It is what Right-wing bloggers/activists have been doing for years. Look at the way that the Conservative bloggers got behind David Davis. Even the Left has got caught up in that digitally-inspired admixture of online comment and activism. Hence the curious spectacle of old Left-Liberals like Anthony Barnett being charmed by the former Tory Home Secretary.

It would be fun and easy to tease the the F-Word Feminists about some aspects of their political correctness. So here goes. I can’t believe that one of them started going on about gender inbalance 20 minutes in to the meeting, but she was right. Both of the first two  speakers were classic dull male bloggers who either wanted to show off their arrogance or their impotence.

It was funny (in a nice way) to hear how the Feminists were struggling to spend the little income they had raised via Amazon sales referalls. One member admitted that the website doesn’t have a bank account. Another pointed out that it is difficult to find a good Feminist cause to donate to that doesn’t cause divisions – give it to an anti-pornography campaign and the pro-porn Fems complain.

I respect the Feminists because they seemed to have enthusiasm and a decent website that wasn’t just about waving political penises around. As a middle-aged white heterosexual male I realise it is not aimed at me but I can recognise integrity when I see it.

Where’s the change?

But overall this meeting does seem to feed in to the thesis that I was airing before.

There really does seem a possibility, outlined in an American context by Matt Bai’s book The Argument, that the blogosphere is a place where political activists go to play instead of to effect real political change.

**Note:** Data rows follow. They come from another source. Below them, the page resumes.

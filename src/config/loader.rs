//! Configuration loader with tier-based merging.
//!
//! Loads configuration from multiple tiers and merges them field-by-field.

use super::merge::deep_merge_all;
use super::types::Config;
use crate::format::OutputFormat;
use crate::inventory::HashBehaviour;
use anyhow::{Context, Result};
use serde_json::Value;
use std::path::{Path, PathBuf};
use tracing::{debug, warn};

pub const CONFIG_FILE_NAME: &str = "config.yaml";

/// Configuration tier priority (lowest to highest).
#[derive(Debug, Clone, Copy, PartialEq, Eq, PartialOrd, Ord)]
pub enum ConfigTier {
    /// Embedded defaults (lowest priority)
    Defaults = 0,
    /// Project-level config (`./ansible-mcp/`)
    Project = 1,
    /// User-level config (`~/.ansible-mcp/`)
    User = 2,
    /// Environment variables (highest priority)
    Environment = 3,
}

impl std::fmt::Display for ConfigTier {
    fn fmt(&self, f: &mut std::fmt::Formatter<'_>) -> std::fmt::Result {
        match self {
            ConfigTier::Defaults => write!(f, "defaults"),
            ConfigTier::Project => write!(f, "project"),
            ConfigTier::User => write!(f, "user"),
            ConfigTier::Environment => write!(f, "environment"),
        }
    }
}

/// Directories searched for `config.yaml`.
#[derive(Debug, Clone, Default)]
pub struct ConfigPaths {
    pub project_dir: Option<PathBuf>,
    pub user_dir: Option<PathBuf>,
}

impl ConfigPaths {
    /// `ANSIBLE_MCP_PROJECT_DIR` or `./ansible-mcp`, and
    /// `ANSIBLE_MCP_USER_DIR` or `~/.ansible-mcp`.
    pub fn discover() -> Self {
        let project_dir = std::env::var("ANSIBLE_MCP_PROJECT_DIR")
            .ok()
            .map(PathBuf::from)
            .or_else(|| Some(PathBuf::from("ansible-mcp")));
        let user_dir = std::env::var("ANSIBLE_MCP_USER_DIR")
            .ok()
            .map(PathBuf::from)
            .or_else(|| dirs::home_dir().map(|h| h.join(".ansible-mcp")));
        Self {
            project_dir,
            user_dir,
        }
    }

    pub fn with_dirs(project_dir: Option<PathBuf>, user_dir: Option<PathBuf>) -> Self {
        Self {
            project_dir,
            user_dir,
        }
    }

    fn tier_files(&self) -> Vec<(ConfigTier, PathBuf)> {
        [
            (ConfigTier::Project, self.project_dir.as_ref()),
            (ConfigTier::User, self.user_dir.as_ref()),
        ]
        .into_iter()
        .filter_map(|(tier, dir)| dir.map(|d| (tier, d.join(CONFIG_FILE_NAME))))
        .collect()
    }
}

/// Configuration loader that handles tier-based merging.
#[derive(Debug, Clone)]
pub struct ConfigLoader {
    pub paths: ConfigPaths,
    config: Config,
    /// Files that contributed, lowest tier first.
    sources: Vec<(ConfigTier, PathBuf)>,
}

impl ConfigLoader {
    /// Load configuration from all tiers with proper merging.
    pub fn load() -> Result<Self> {
        Self::load_with_paths(ConfigPaths::discover())
    }

    /// Load configuration with explicit paths. `ANSIBLE_MCP_CONFIG_PATH`
    /// (set by `--config`) names a single file that replaces the file tiers.
    pub fn load_with_paths(paths: ConfigPaths) -> Result<Self> {
        let explicit = std::env::var("ANSIBLE_MCP_CONFIG_PATH").ok().map(PathBuf::from);
        Self::load_from(paths, explicit.as_deref())
    }

    pub fn load_from(paths: ConfigPaths, explicit: Option<&Path>) -> Result<Self> {
        if let Some(path) = explicit {
            let mut config = Config::load(path)
                .with_context(|| format!("failed to load config file {}", path.display()))?;
            apply_env_overrides(&mut config, |key| std::env::var(key).ok());
            return Ok(Self {
                paths,
                config,
                sources: vec![(ConfigTier::User, path.to_path_buf())],
            });
        }

        let mut layers: Vec<Value> = vec![serde_json::to_value(Config::default())?];
        let mut sources = Vec::new();
        for (tier, file) in paths.tier_files() {
            if !file.exists() {
                continue;
            }
            match read_layer(&file) {
                Ok(Some(layer)) => {
                    debug!(tier = %tier, path = %file.display(), "Loaded config layer");
                    layers.push(layer);
                    sources.push((tier, file));
                }
                Ok(None) => {}
                Err(e) => warn!(tier = %tier, path = %file.display(), "Ignoring config layer: {}", e),
            }
        }

        let mut config: Config = serde_json::from_value(deep_merge_all(layers))?;
        apply_env_overrides(&mut config, |key| std::env::var(key).ok());

        Ok(Self {
            paths,
            config,
            sources,
        })
    }

    pub fn config(&self) -> &Config {
        &self.config
    }

    pub fn into_config(self) -> Config {
        self.config
    }

    pub fn sources(&self) -> &[(ConfigTier, PathBuf)] {
        &self.sources
    }
}

fn read_layer(path: &Path) -> Result<Option<Value>> {
    let content = std::fs::read_to_string(path)?;
    let value: Value = serde_yaml::from_str(&content)?;
    Ok((!value.is_null()).then_some(value))
}

/// Environment tier. Unparseable values are ignored with a warning.
pub fn apply_env_overrides(config: &mut Config, var: impl Fn(&str) -> Option<String>) {
    if let Some(path) = var("ANSIBLE_MCP_REGISTRY_PATH") {
        config.server.registry_path = Some(PathBuf::from(path));
    }
    if let Some(raw) = var("ANSIBLE_MCP_FORMAT") {
        match OutputFormat::from_str(&raw) {
            Some(format) => config.server.default_format = format,
            None => warn!("Ignoring ANSIBLE_MCP_FORMAT={}", raw),
        }
    }
    if let Some(raw) = var("ANSIBLE_MCP_HASH_BEHAVIOUR") {
        match HashBehaviour::parse(&raw) {
            Some(mode) => config.inventory.hash_behaviour = mode,
            None => warn!("Ignoring ANSIBLE_MCP_HASH_BEHAVIOUR={}", raw),
        }
    }
    for (key, slot) in [
        ("ANSIBLE_MCP_ANSIBLE", &mut config.exec.ansible),
        ("ANSIBLE_MCP_ANSIBLE_PLAYBOOK", &mut config.exec.ansible_playbook),
        ("ANSIBLE_MCP_ANSIBLE_GALAXY", &mut config.exec.ansible_galaxy),
        ("ANSIBLE_MCP_ANSIBLE_VAULT", &mut config.exec.ansible_vault),
    ] {
        if let Some(value) = var(key).filter(|v| !v.is_empty()) {
            *slot = value;
        }
    }
}

#[cfg(test)]
mod tests {
    use super::*;
    use std::collections::HashMap;
    use tempfile::TempDir;

    #[test]
    fn defaults_without_files() {
        let temp = TempDir::new().unwrap();
        let paths = ConfigPaths::with_dirs(
            Some(temp.path().join("project")),
            Some(temp.path().join("user")),
        );
        let loader = ConfigLoader::load_from(paths, None).unwrap();
        assert_eq!(loader.config().exec.ansible_playbook, "ansible-playbook");
        assert!(loader.sources().is_empty());
    }

    #[test]
    fn user_tier_overrides_project_field_by_field() {
        let temp = TempDir::new().unwrap();
        let project_dir = temp.path().join("ansible-mcp");
        let user_dir = temp.path().join("user");
        std::fs::create_dir_all(&project_dir).unwrap();
        std::fs::create_dir_all(&user_dir).unwrap();
        std::fs::write(
            project_dir.join(CONFIG_FILE_NAME),
            "exec:\n  ansible: /p/ansible\n  ansible_vault: /p/vault\n",
        )
        .unwrap();
        std::fs::write(user_dir.join(CONFIG_FILE_NAME), "exec:\n  ansible: /u/ansible\n").unwrap();

        let paths = ConfigPaths::with_dirs(Some(project_dir), Some(user_dir));
        let loader = ConfigLoader::load_from(paths, None).unwrap();
        let config = loader.config();

        assert_eq!(config.exec.ansible, "/u/ansible");
        assert_eq!(config.exec.ansible_vault, "/p/vault");
        assert_eq!(config.exec.ansible_galaxy, "ansible-galaxy");
        assert_eq!(loader.sources().len(), 2);
    }

    #[test]
    fn explicit_file_replaces_tiers() {
        let temp = TempDir::new().unwrap();
        let project_dir = temp.path().join("ansible-mcp");
        std::fs::create_dir_all(&project_dir).unwrap();
        std::fs::write(project_dir.join(CONFIG_FILE_NAME), "exec:\n  ansible: /p/ansible\n").unwrap();
        let explicit = temp.path().join("explicit.yaml");
        std::fs::write(&explicit, "inventory:\n  continue_on_error: true\n").unwrap();

        let paths = ConfigPaths::with_dirs(Some(project_dir), None);
        let loader = ConfigLoader::load_from(paths, Some(&explicit)).unwrap();
        assert_eq!(loader.config().exec.ansible, "ansible");
        assert!(loader.config().inventory.continue_on_error);
    }

    #[test]
    fn env_overrides() {
        let vars: HashMap<&str, &str> = HashMap::from([
            ("ANSIBLE_MCP_FORMAT", "markdown"),
            ("ANSIBLE_MCP_HASH_BEHAVIOUR", "bogus"),
            ("ANSIBLE_MCP_ANSIBLE_GALAXY", "/opt/bin/ansible-galaxy"),
        ]);
        let mut config = Config::default();
        apply_env_overrides(&mut config, |key| vars.get(key).map(|v| v.to_string()));
        assert_eq!(config.server.default_format, OutputFormat::Markdown);
        assert_eq!(config.inventory.hash_behaviour, HashBehaviour::Replace);
        assert_eq!(config.exec.ansible_galaxy, "/opt/bin/ansible-galaxy");
    }
}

This goes against what I have written about, albeit cautiously, in my new book  SuperMedia. I suggest that a combination of mainstream and public journaism can reshape politial communcations.

I should not judge Online political journalism on one (partial) meeting in Clerkenwell. Who knows what will change when (or if?) Labour loses power. But for both Right and Left online there remains an overwhelming question: is digital a distraction or a democratic development?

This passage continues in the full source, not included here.